Sacudí la cabeza, sintiendo que apenas me conocía a mí mismo. El doctor Talos le tomó la mano y le rozó los dedos con los labios.

—Permítame. Soy Talos: médico, dramaturgo y empresario. Soy…

Yo dejé de escuchar. Triskele había brincado hacia mí con los belfos untados de sangre y la grupa temblando de alegría. Lo seguía el maestro Malrubius, esplendoroso en la capa del gremio, guarnecida de piel. Al ver al maestro Malrubius comprendí, y él, viéndome, supo que yo había comprendido.

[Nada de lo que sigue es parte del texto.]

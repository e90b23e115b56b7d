#![forbid(unsafe_code)]

//! Per-object metadata record.
//!
//! # Design
//!
//! Every shared sub-map lives behind an `Rc`. Extending an object clones the
//! record, which clones the `Rc`s, so parent and child structurally share
//! descriptors, values, watch counts, listeners, dependencies and mixin
//! bookkeeping. All writes go through the `*_mut` accessors below, which use
//! `Rc::make_mut` and therefore copy a sub-map the first time a shared one is
//! written. Nested maps (listener sets per event, dependents per key) are
//! shared the same way one level down.
//!
//! # Invariants
//!
//! 1. A shared sub-map is never mutated in place. Mutation through one
//!    record is invisible to every other record.
//! 2. `cache` and `last_set_values` are always private to one object.
//! 3. `chains` and `chain_links` are private to one object; extending
//!    re-anchors chains instead of sharing them.
//!
//! Callers must not hold a borrow of a record across a call that can run
//! user code (getters, setters, listeners). Copy what you need out first.

use std::rc::Rc;

use ahash::AHashMap;

use crate::descriptor::Descriptor;
use crate::events::ListenerSet;
use crate::mixin::Mixin;
use crate::value::{Value, ValueId};
use crate::watching::{Chain, ChainLink};

pub(crate) type Key = Rc<str>;
pub(crate) type KeyMap<V> = AHashMap<Key, V>;

/// Required keys still waiting for a definition after partial applies.
#[derive(Debug, Clone, Default)]
pub(crate) struct RequiredKeys {
    count: usize,
    keys: Vec<(Key, bool)>,
}

impl RequiredKeys {
    pub(crate) fn mark(&mut self, key: &str) {
        match self.keys.iter_mut().find(|(k, _)| &**k == key) {
            Some((_, outstanding)) if *outstanding => {}
            Some((_, outstanding)) => {
                *outstanding = true;
                self.count += 1;
            }
            None => {
                self.keys.push((Key::from(key), true));
                self.count += 1;
            }
        }
    }

    pub(crate) fn is_outstanding(&self, key: &str) -> bool {
        self.keys.iter().any(|(k, outstanding)| *outstanding && &**k == key)
    }

    pub(crate) fn satisfy(&mut self, key: &str) {
        if let Some((_, outstanding)) = self.keys.iter_mut().find(|(k, _)| &**k == key)
            && *outstanding
        {
            *outstanding = false;
            self.count -= 1;
        }
    }

    pub(crate) fn count(&self) -> usize {
        self.count
    }

    pub(crate) fn outstanding(&self) -> impl Iterator<Item = &Key> {
        self.keys
            .iter()
            .filter(|(_, outstanding)| *outstanding)
            .map(|(k, _)| k)
    }
}

#[derive(Clone, Default)]
pub(crate) struct Meta {
    pub(crate) descs: Rc<KeyMap<Descriptor>>,
    pub(crate) values: Rc<KeyMap<Value>>,
    pub(crate) cache: KeyMap<Value>,
    pub(crate) watching: Rc<KeyMap<usize>>,
    pub(crate) listeners: Rc<KeyMap<Rc<ListenerSet>>>,
    pub(crate) deps: Rc<KeyMap<Rc<KeyMap<i32>>>>,
    pub(crate) last_set_values: KeyMap<ValueId>,
    pub(crate) mixins: Rc<Vec<Mixin>>,
    pub(crate) required: Rc<RequiredKeys>,
    pub(crate) chains: KeyMap<Chain>,
    pub(crate) chain_links: KeyMap<Vec<ChainLink>>,
}

impl Meta {
    /// A record for a child object: shared sub-maps, private caches.
    pub(crate) fn inherit(&self) -> Self {
        Self {
            descs: Rc::clone(&self.descs),
            values: Rc::clone(&self.values),
            cache: KeyMap::default(),
            watching: Rc::clone(&self.watching),
            listeners: Rc::clone(&self.listeners),
            deps: Rc::clone(&self.deps),
            last_set_values: KeyMap::default(),
            mixins: Rc::clone(&self.mixins),
            required: Rc::clone(&self.required),
            chains: KeyMap::default(),
            chain_links: KeyMap::default(),
        }
    }

    pub(crate) fn descs_mut(&mut self) -> &mut KeyMap<Descriptor> {
        Rc::make_mut(&mut self.descs)
    }

    pub(crate) fn values_mut(&mut self) -> &mut KeyMap<Value> {
        Rc::make_mut(&mut self.values)
    }

    pub(crate) fn watch_count(&self, key: &str) -> usize {
        self.watching.get(key).copied().unwrap_or(0)
    }

    /// Adjust a watch count, returning the new value. Counts never go
    /// below zero.
    pub(crate) fn adjust_watch(&mut self, key: &str, delta: isize) -> usize {
        let current = self.watch_count(key);
        let next = current.saturating_add_signed(delta);
        if next != current {
            Rc::make_mut(&mut self.watching).insert(Key::from(key), next);
        }
        next
    }

    pub(crate) fn listeners_mut(&mut self) -> &mut KeyMap<Rc<ListenerSet>> {
        Rc::make_mut(&mut self.listeners)
    }

    /// Writable listener set for `event`, created if absent.
    pub(crate) fn listener_set_mut(&mut self, event: &str) -> &mut ListenerSet {
        Rc::make_mut(self.listeners_mut().entry(Key::from(event)).or_default())
    }

    /// Writable dependents map for a source key, created if absent.
    pub(crate) fn deps_for_mut(&mut self, source: &str) -> &mut KeyMap<i32> {
        let deps = Rc::make_mut(&mut self.deps);
        Rc::make_mut(deps.entry(Key::from(source)).or_default())
    }

    pub(crate) fn mixins_mut(&mut self) -> &mut Vec<Mixin> {
        Rc::make_mut(&mut self.mixins)
    }

    pub(crate) fn required_mut(&mut self) -> &mut RequiredKeys {
        Rc::make_mut(&mut self.required)
    }
}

Al instante —junto con Triskele, el doctor Talos, el difunto maestro Ash, Dorcas y los demás— se deshizo en plateados añicos de nada, lo mismo que aquella noche en la playa tras haberme rescatado de la agonizante jungla del norte. Sólo quedamos Gunnie y yo junto a los cuerpos de los marineros.

No todos eran cadáveres. Uno se agitaba y gemía. Con jirones arrancados a los muertos intentamos vendarle la herida del pecho (era de la angosta hoja del doctor Talos, creo), aunque le manaba sangre de la boca. Al cabo llegaron los jerarcas, con medicinas y vendas apropiadas, y se lo llevaron.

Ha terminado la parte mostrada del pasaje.